Silent Sam never fired his gun

By Stephen Harris - For The Tribune

Stephen Harris Back In The Hometown

The Confederate monument to end all Confederate monuments stands guard over the de facto entrance to the University of North Carolina at Chapel Hill.

Silent Sam, as the monument is called, is in the middle of the campus quad that adjoins Chapel Hill’s main street, called Franklin Street. The prominent Sam, available to student and passersby alike, watched over the arrival of G.I. Bill students, the first astronauts, the famous Speaker Ban protests in the 1960s, six national basketball championship street celebrations including this year’s, multiple generations of students running up to town for a quick bite for lunch … and countless snickers when naive freshmen were let in on The Joke.

The 1913 UNC-Chapel Hill monument to university Confederates in the Civil War lost some dignity and solemnity when The Joke was perpetuated upon it.

I strain but just can’t remember who let me in on The Joke as a newly arrived teen after leaving the hometown so many years ago. While giving my 15-year-old grandson a tour of the old campus in 2016 I struggled within on whether to spill the beans as the two of us passed Silent Sam, who stands poised with rifle at the ready.

I spilled the beans.

The joke on Silent Sam — told as far back as 1937 and probably long before — is that he fires his gun when a virgin passes. The 15-year-old jerked his head, his eyes grew wide and in disbelief replied, “Really?”
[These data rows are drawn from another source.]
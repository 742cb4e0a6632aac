//! Time-step playback for the pyrolysis dashboard.
//!
//! This crate holds the one piece of behaviour in the dashboard: turning
//! slider, play-button and timer events into a new selected time step and a
//! fresh set of chart descriptions. It has no UI dependency and is shared by
//! the Dioxus frontend and the native HTTP server.
//!
//! - `event`: tagged input events and the `reduce` function
//! - `chart`: `build_chart` / `build_heatmap` and their serializable output
//! - `panels`: density and kinetic-rate panel presets
//! - `slider`: slider range and tick marks
//! - `timer`: wall-clock tick counter with coalescing
//! - `update_loop`: owns the selected index and produces frames
//!
//! ```rust
//! use pyro_data::loader::parse_csv;
//! use pyro_playback::{Event, UpdateLoop};
//! use std::sync::Arc;
//!
//! let rho = Arc::new(parse_csv("rho", "a,b,c\n0.01,0.02,0.03\n").unwrap());
//! let kin = Arc::new(parse_csv("kin", "a,b,c\n1e-6,2e-6,3e-6\n").unwrap());
//! let mut ul = UpdateLoop::pyrolysis(rho, kin).unwrap();
//!
//! let frame = ul.dispatch(Event::PlayClicked).unwrap();
//! assert_eq!(frame.index.get(), 1);
//! assert_eq!(frame.charts[0].y, vec![0.02]);
//! ```

pub mod chart;
pub mod event;
pub mod panels;
pub mod slider;
pub mod timer;
pub mod update_loop;

pub use chart::{build_chart, build_heatmap, ChartConfig, ChartDescription, HeatmapConfig, HeatmapDescription};
pub use event::{reduce, Event};
pub use slider::SliderConfig;
pub use timer::{TickClock, TIMER_PERIOD_MS};
pub use update_loop::{Frame, Panel, UpdateLoop};
//! Shared Dioxus components and D3.js bridge for the pyrolysis dashboard.
//!
//! This crate provides:
//! - `js_bridge`: Rust wrappers for the D3.js chart functions and browser timers
//! - `state`: Reactive AppState with Dioxus Signals, plus the auto-play timer hook
//! - `components`: Reusable RSX components (slider, play button, containers, etc.)

pub mod components;
pub mod js_bridge;
pub mod state;
//! Dataset summary for a single simulation CSV.

use pyro_data::loader::load_path;
use pyro_data::Dataset;
use pyro_playback::panels::x_window;
use std::path::Path;

/// Load `path` and print its summary to stdout.
pub fn run_inspect(path: &Path) -> anyhow::Result<()> {
    let dataset = load_path(path)?;
    println!("{}", summarize(&dataset));
    Ok(())
}

/// Human-readable shape and value range of a dataset.
pub fn summarize(dataset: &Dataset) -> String {
    let labels = dataset.labels();
    let first = labels.first().map(String::as_str).unwrap_or("-");
    let last = labels.last().map(String::as_str).unwrap_or("-");
    let range = match dataset.value_range() {
        Some((lo, hi)) => format!("{:e} .. {:e}", lo, hi),
        None => "no finite samples".to_string(),
    };
    let gaps = (0..dataset.column_count())
        .filter_map(|i| dataset.column(i))
        .flatten()
        .filter(|v| v.is_nan())
        .count();

    format!(
        "{name}\n  positions:  {rows}\n  time steps: {cols} ({first} .. {last})\n  chart window: first {window} positions\n  values:     {range}\n  gaps:       {gaps}",
        name = dataset.name(),
        rows = dataset.row_count(),
        cols = dataset.column_count(),
        window = x_window(dataset.column_count()),
    )
}
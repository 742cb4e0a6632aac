//! One-shot frame rendering for scripting and debugging.

use anyhow::Context;
use pyro_playback::{Event, UpdateLoop};

/// Print the frame for `event_json` applied at `current`.
pub fn run_frame(
    update_loop: &UpdateLoop,
    current: usize,
    event_json: Option<&str>,
    pretty: bool,
) -> anyhow::Result<()> {
    println!("{}", render_frame(update_loop, current, event_json, pretty)?);
    Ok(())
}

/// Apply one event (default `page_loaded`) and serialize the resulting frame.
pub fn render_frame(
    update_loop: &UpdateLoop,
    current: usize,
    event_json: Option<&str>,
    pretty: bool,
) -> anyhow::Result<String> {
    let event = match event_json {
        Some(json) => serde_json::from_str::<Event>(json)
            .with_context(|| format!("Invalid event JSON: {}", json))?,
        None => Event::PageLoaded,
    };

    let frame = update_loop.step(event, current)?;
    let out = if pretty {
        serde_json::to_string_pretty(&frame)?
    } else {
        serde_json::to_string(&frame)?
    };
    Ok(out)
}

#[cfg(test)]
mod tests {
    use super::*;
    use crate::test_support;

    #[test]
    fn test_default_event_is_page_loaded() {
        let ul = test_support::update_loop();
        let json: serde_json::Value =
            serde_json::from_str(&render_frame(&ul, 7, None, false).unwrap()).unwrap();
        assert_eq!(json["index"], 0);
        assert_eq!(json["source"], "page_loaded");
        assert_eq!(json["charts"].as_array().unwrap().len(), 2);
    }

    #[test]
    fn test_play_wraps_from_last_step() {
        let ul = test_support::update_loop();
        let out = render_frame(&ul, 9, Some(r#"{"source":"play_clicked"}"#), true).unwrap();
        let json: serde_json::Value = serde_json::from_str(&out).unwrap();
        assert_eq!(json["index"], 0);
        assert_eq!(json["charts"][0]["y"][0], 0.0);
    }

    #[test]
    fn test_bad_input_is_reported() {
        let ul = test_support::update_loop();
        assert!(render_frame(&ul, 0, Some("{not json"), false).is_err());
        assert!(render_frame(&ul, 10, None, false).is_err());
        assert!(render_frame(&ul, 0, Some(r#"{"source":"slider_moved","index":10}"#), false).is_err());
    }
}
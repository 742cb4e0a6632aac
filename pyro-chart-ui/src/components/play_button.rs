//! Play/pause control for auto-play.

use crate::state::AppState;
use dioxus::prelude::*;
use pyro_playback::Event as PlaybackEvent;

/// Starts auto-play (advancing one step immediately) or pauses it.
///
/// Pausing only stops timer ticks from reaching the reducer; the selected
/// time step stays where it is.
#[component]
pub fn PlayButton() -> Element {
    let mut state = use_context::<AppState>();
    let playing = (state.playing)();
    let disabled = state.update_loop.read().is_none();

    let on_click = move |_| {
        if *state.playing.peek() {
            state.playing.set(false);
        } else {
            state.dispatch(PlaybackEvent::PlayClicked);
            state.playing.set(true);
        }
    };

    rsx! {
        button {
            style: "padding: 6px 20px; font-size: 14px; border: 1px solid #3fb817; background: #FFFFFF; color: #2b7d10; border-radius: 4px; cursor: pointer;",
            disabled: disabled,
            onclick: on_click,
            if playing { "Pause" } else { "Play" }
        }
    }
}
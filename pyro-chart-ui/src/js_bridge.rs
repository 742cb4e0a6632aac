//! Typed wrappers around JS interop via `js_sys::eval()`.
//!
//! D3.js chart functions live in `assets/js/*.js`, are embedded at compile
//! time, and are evaluated as globals (no ES modules) exposed via `window.*`.
//! Chart payloads are passed as JSON string literals produced by `serde_json`,
//! so titles containing quotes survive the trip.

use wasm_bindgen_futures::JsFuture;

// Embed all D3 chart JS files at compile time
static LINE_CHART_JS: &str = include_str!("../assets/js/line-chart.js");
static HEATMAP_JS: &str = include_str!("../assets/js/heatmap.js");

/// Execute arbitrary JS, wrapping in try/catch to avoid panics.
pub fn call_js(code: &str) {
    let wrapped = format!(
        "try {{ {} }} catch(e) {{ console.warn('Pyro JS call failed:', e); }}",
        code
    );
    let _ = js_sys::eval(&wrapped);
}

/// Quote a JSON document as a JS string literal.
fn js_string(json: &str) -> String {
    serde_json::to_string(json).unwrap_or_else(|_| "\"null\"".to_string())
}

/// Initialize chart scripts once D3 has loaded.
///
/// The scripts are stashed on `window` and evaluated at global scope by a
/// polling callback, then each render function is promoted to `window.*`.
pub fn init_charts() {
    let all_js = [LINE_CHART_JS, HEATMAP_JS].join("\n");

    let store_js = format!("window.__pyroChartScripts = {};", js_string(&all_js));
    let _ = js_sys::eval(&store_js);

    let init_js = r#"
        (function() {
            var waitForD3 = setInterval(function() {
                if (typeof d3 !== 'undefined') {
                    clearInterval(waitForD3);
                    (0, eval)(window.__pyroChartScripts);
                    delete window.__pyroChartScripts;
                    if (typeof renderLineChart !== 'undefined') window.renderLineChart = renderLineChart;
                    if (typeof renderHeatmap !== 'undefined') window.renderHeatmap = renderHeatmap;
                    if (typeof markHeatmapColumn !== 'undefined') window.markHeatmapColumn = markHeatmapColumn;
                    window.__pyroChartsReady = true;
                    if (window.__pyroFlush) window.__pyroFlush();
                    console.log('Pyro charts initialized');
                }
            }, 50);
        })();
    "#;
    let _ = js_sys::eval(init_js);
}

/// Pending-call queue: one slot per `function:container` key and a single
/// shared poller. Installed on first use.
const QUEUE_JS: &str = r#"
    if (!window.__pyroFlush) {
        window.__pyroPending = {};
        window.__pyroPoller = null;
        window.__pyroFlush = function() {
            if (!window.__pyroChartsReady) return false;
            var pending = window.__pyroPending;
            var waiting = 0;
            Object.keys(pending).forEach(function(key) {
                var id = key.slice(key.indexOf(':') + 1);
                if (!document.getElementById(id)) { waiting += 1; return; }
                var run = pending[key];
                delete pending[key];
                try { run(); } catch(e) { console.error('[Pyro] ' + key + ' error:', e); }
            });
            return waiting === 0;
        };
        window.__pyroSchedule = function() {
            if (window.__pyroFlush() || window.__pyroPoller !== null) return;
            window.__pyroPoller = setInterval(function() {
                if (window.__pyroFlush()) {
                    clearInterval(window.__pyroPoller);
                    window.__pyroPoller = null;
                }
            }, 50);
        };
    }
"#;

/// JS that stores `call` in the slot for `function` on `container_id`,
/// replacing any older payload still waiting there, then flushes.
fn queue_call(container_id: &str, function: &str, call: &str) -> String {
    let key = js_string(&format!("{}:{}", function, container_id));
    format!(
        "{}\nwindow.__pyroPending[{}] = function() {{ {} }};\nwindow.__pyroSchedule();",
        QUEUE_JS, key, call
    )
}

/// Run `call` once the chart scripts are ready and `container_id` exists.
///
/// Runs immediately in steady state. Until then only the latest call per
/// chart is kept, so frames produced while D3 is still loading (or never
/// loads) replace each other instead of piling up.
fn when_ready(container_id: &str, function: &str, call: &str) {
    call_js(&queue_call(container_id, function, call));
}

/// Draw one line-chart frame into `container_id`.
pub fn render_line_chart(container_id: &str, chart_json: &str) {
    let call = format!(
        "window.renderLineChart('{}', {});",
        container_id,
        js_string(chart_json)
    );
    when_ready(container_id, "renderLineChart", &call);
}

/// Draw the full-dataset heatmap into `container_id`.
pub fn render_heatmap(container_id: &str, heatmap_json: &str) {
    let call = format!(
        "window.renderHeatmap('{}', {});",
        container_id,
        js_string(heatmap_json)
    );
    when_ready(container_id, "renderHeatmap", &call);
}

/// Move the heatmap's current-time marker to `column`.
pub fn mark_heatmap_column(container_id: &str, column: usize) {
    let call = format!("window.markHeatmapColumn('{}', {});", container_id, column);
    when_ready(container_id, "markHeatmapColumn", &call);
}

/// Milliseconds since the epoch, from the browser clock.
pub fn now_ms() -> f64 {
    js_sys::Date::now()
}

/// Resolve after `ms` milliseconds via `window.setTimeout`.
///
/// Outside a browser window the returned future never resolves.
pub async fn sleep_ms(ms: u32) {
    let promise = js_sys::Promise::new(&mut |resolve, _reject| {
        let scheduled = web_sys::window().map(|window| {
            window.set_timeout_with_callback_and_timeout_and_arguments_0(
                &resolve,
                i32::try_from(ms).unwrap_or(i32::MAX),
            )
        });
        if !matches!(scheduled, Some(Ok(_))) {
            log::error!("setTimeout unavailable, timer stopped");
        }
    });
    if let Err(e) = JsFuture::from(promise).await {
        log::warn!("sleep interrupted: {:?}", e);
    }
}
Whether it was a moment of rite of passage, only the 15-year-old can say. I can say that it was a moment of connection between grandpa and grandson that I told him not to repeat back home.

He repeated it. As soon as he got back home.

Generations of Tar Heel students cloaked a contentious and painful reminder of history in the heart of campus with a bit of locker-room humor. Following a quick, cockeyed glance, students then proceeded to ignore Silent Sam for four years or more and the troubles he represented.

But humor gets old and new generations found nothing funny about the statue that had been cloaked in near invisibility by a frat-party-style joke. Confederate monuments have fallen out of favor in this 21st Century. Even the one that had gained peculiar favor in the hearts of so many old alumni for a reason far removed from the War Between The States.

In recent times various groups at various times have staged well-publicized protests at the monument, and various vandals have desecrated poor ol’, defenseless Sam.

Finally a couple of weeks ago the Chapel Hill mayor called Sam, who never fired a shot, “a clear and present danger” and asked for the monument’s removal.

“It is in the interest of the Town as well as the University,” wrote Mayor Pam Hemminger in a letter to the UNC-Chapel Hill chancellor. The reason: “to avert what could become a situation that could easily get out of hand.”

Then the governor weighed in, saying all Confederate monuments, including Sam, should come down.

The university responded that its Sam will stay because of a 2015 state law that restricts removing monuments. Student groups vowed daily protests.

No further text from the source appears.